La sécurité au cœur des fonctions NFV

Grâce à la virtualisation des fonctions réseau ou NFV (Network function virtualization), on diminue le nombre des équipements. Les fonctions de routage, de pare-feu ou d’équilibrage de charge (load balancing) sont dissociées des équipements et installées sur une plateforme logicielle ou une appliance comme autant de VM, dont la capacité et les ressources sont ajustables à la demande. Cette plateforme installée en terminaison peut reposer, comme c’est le cas chez Colt, sur des serveurs 86 ‘standard’ (chez Colt, une solution Advantec).

En termes de sécurité, ces fonctions réseau sont placées sous le contrôle d’un hyperviseur. Lorsque l’administrateur système constate qu’une application sur une VM requiert plus de bande passante, il peut soit déplacer la VM sur un autre serveur doté de davantage de ressources ; soit répartir la charge sur une autre VM. Et les fonctions de sécurité suivent.

Dans l’offre On Demand de Colt, qui s’appuie sur la technologie Versa Networks, la protection s’effectue de cette façon, avec des  fonctions de  pare-feu virtuel (intervenant sur les couches de transport 3 et 4, et jusqu’à la couche 7 des applications) et de prévention des intrusions.
Les liens sont protégés avec du VPN IP et des tunnels IPsec.

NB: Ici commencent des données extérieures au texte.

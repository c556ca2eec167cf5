//! Certificate references
//!
//! Both references are 8-byte key identifiers. They are kept as their own
//! types over the full 64-bit value so that an authority reference cannot be
//! passed where a holder reference is expected, and nothing is truncated.

use crate::constants::KEY_IDENTIFIER_LENGTH;
use serde::{Deserialize, Serialize};
use std::fmt;
use tacho_core::enums::{NationNumeric, WireEnum};
use tacho_core::error::{expect_length, TachoResult};

macro_rules! key_identifier {
    ($(#[$meta:meta])* $name:ident) => {
        $(#[$meta])*
        #[derive(Debug, Clone, Copy, PartialEq, Eq, Hash, Default, Serialize, Deserialize)]
        #[serde(transparent)]
        pub struct $name(u64);

        impl $name {
            pub const LENGTH: usize = KEY_IDENTIFIER_LENGTH;

            pub const fn new(value: u64) -> Self {
                Self(value)
            }

            pub fn from_bytes(bytes: [u8; 8]) -> Self {
                Self(u64::from_be_bytes(bytes))
            }

            /// Decode from exactly 8 bytes
            pub fn decode(data: &[u8]) -> TachoResult<Self> {
                expect_length(stringify!($name), data, Self::LENGTH)?;
                let mut bytes = [0u8; 8];
                bytes.copy_from_slice(data);
                Ok(Self::from_bytes(bytes))
            }

            pub fn to_bytes(&self) -> [u8; 8] {
                self.0.to_be_bytes()
            }

            pub fn value(&self) -> u64 {
                self.0
            }
        }

        impl fmt::Display for $name {
            fn fmt(&self, f: &mut fmt::Formatter<'_>) -> fmt::Result {
                write!(f, "{:016X}", self.0)
            }
        }

        impl From<u64> for $name {
            fn from(value: u64) -> Self {
                Self(value)
            }
        }
    };
}

key_identifier! {
    /// Certificate Authority Reference (CAR): names the key that signed a
    /// certificate
    ///
    /// Layout of an authority key identifier: nation numeric 1, nation
    /// alpha 3, key serial number 1, additional info 2, CA identifier 1.
    CertificateAuthorityReference
}

key_identifier! {
    /// Certificate Holder Reference (CHR): names the key a certificate
    /// carries
    CertificateHolderReference
}

impl CertificateAuthorityReference {
    /// Issuing member state
    pub fn nation_numeric(&self) -> NationNumeric {
        NationNumeric::from_wire(self.to_bytes()[0])
    }

    /// Three-letter nation code, trailing spaces removed
    pub fn nation_alpha(&self) -> String {
        let bytes = self.to_bytes();
        String::from_utf8_lossy(&bytes[1..4]).trim_end().to_string()
    }

    pub fn key_serial_number(&self) -> u8 {
        self.to_bytes()[4]
    }

    pub fn additional_info(&self) -> u16 {
        let bytes = self.to_bytes();
        u16::from_be_bytes([bytes[5], bytes[6]])
    }

    pub fn ca_identifier(&self) -> u8 {
        self.to_bytes()[7]
    }

    /// Whether `holder` names the same key
    pub fn refers_to(&self, holder: &CertificateHolderReference) -> bool {
        self.0 == holder.0
    }
}

impl CertificateHolderReference {
    /// Reference this key as the authority of certificates it signs
    pub fn as_authority(&self) -> CertificateAuthorityReference {
        CertificateAuthorityReference(self.0)
    }
}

Le filtrage des attaques DDoS  se paramètre à partir de règles communes ou spécifiques selon les sites à protéger.

La résilience des liens

Avec les offres SD-WAN, il est possible d’utiliser des accès VPN IP supportant des services MPLS pour les sites importants et des accès Internet publics pour de petits établissements distants (agences en région, par exemple). Dans ce cas, on utilise des tunnels IPsec  sur Internet avec possibilité de liens télécom doubles : « La résilience des liens est assurée par la création de deux liens, en redondance, sur deux ports ‘clients’. Si un lien tombe, l’autre prend le relais automatiquement », explique Grégoire de la Crouée, product marketing manager On Demand Services chez Colt.

Micro-segmentation

Jusqu’à récemment, pour se protéger, les services informatiques érigeaient des bastions en délimitant des zones (DMZ) grâce aux firewalls. Mais, lorsque des malwares réussissent à franchir ces murailles, en contournant les pare-feu en périphérie, ils peuvent alors librement se répandre dans la zone dite « démilitarisée ».

Avec l’avènement de la virtualisation du réseau, une nouvelle approche a été développée : la micro-segmentation. Il s’agit d’empêcher que les malwares envahissent les zones critiques dans l’entreprise.

C’est là qu’intervient le pare-feu virtuel, facile à déployer et à mettre à jour. Il permet un découpage plus fin des zones sensibles, par exemple entre des bases de données et un serveur Web. Ce découpage en micro-segments permet de limiter la casse en cas d’infection de certaines applications ou systèmes. Cela suppose donc de déployer autant de pare-feu virtuels qu’il y a de zones sensibles à protéger. Il faut alors veiller à unifier l’administration de ces multiples pare-feu.

Des solutions d’orchestration comme Blue Planet /Ciena (retenue par Colt) permettent de définir et d’appliquer une politique de sécurité globale en pilotant divers firewalls virtuels, sur site comme dans le Cloud. C’est ainsi que toute l’architecture réseau pourra être sécurisée de façon centrale et homogène, avec une réelle granularité. Les règles de sécurité sont alors appliquées de manière dynamique. On peut ainsi parler de « SDSec » (Software Defined Security).

Blue Planet
Sécurisation de l’architecture d’orchestration Blue Planet (Ciena) avec ‘firewall’ et chiffrement.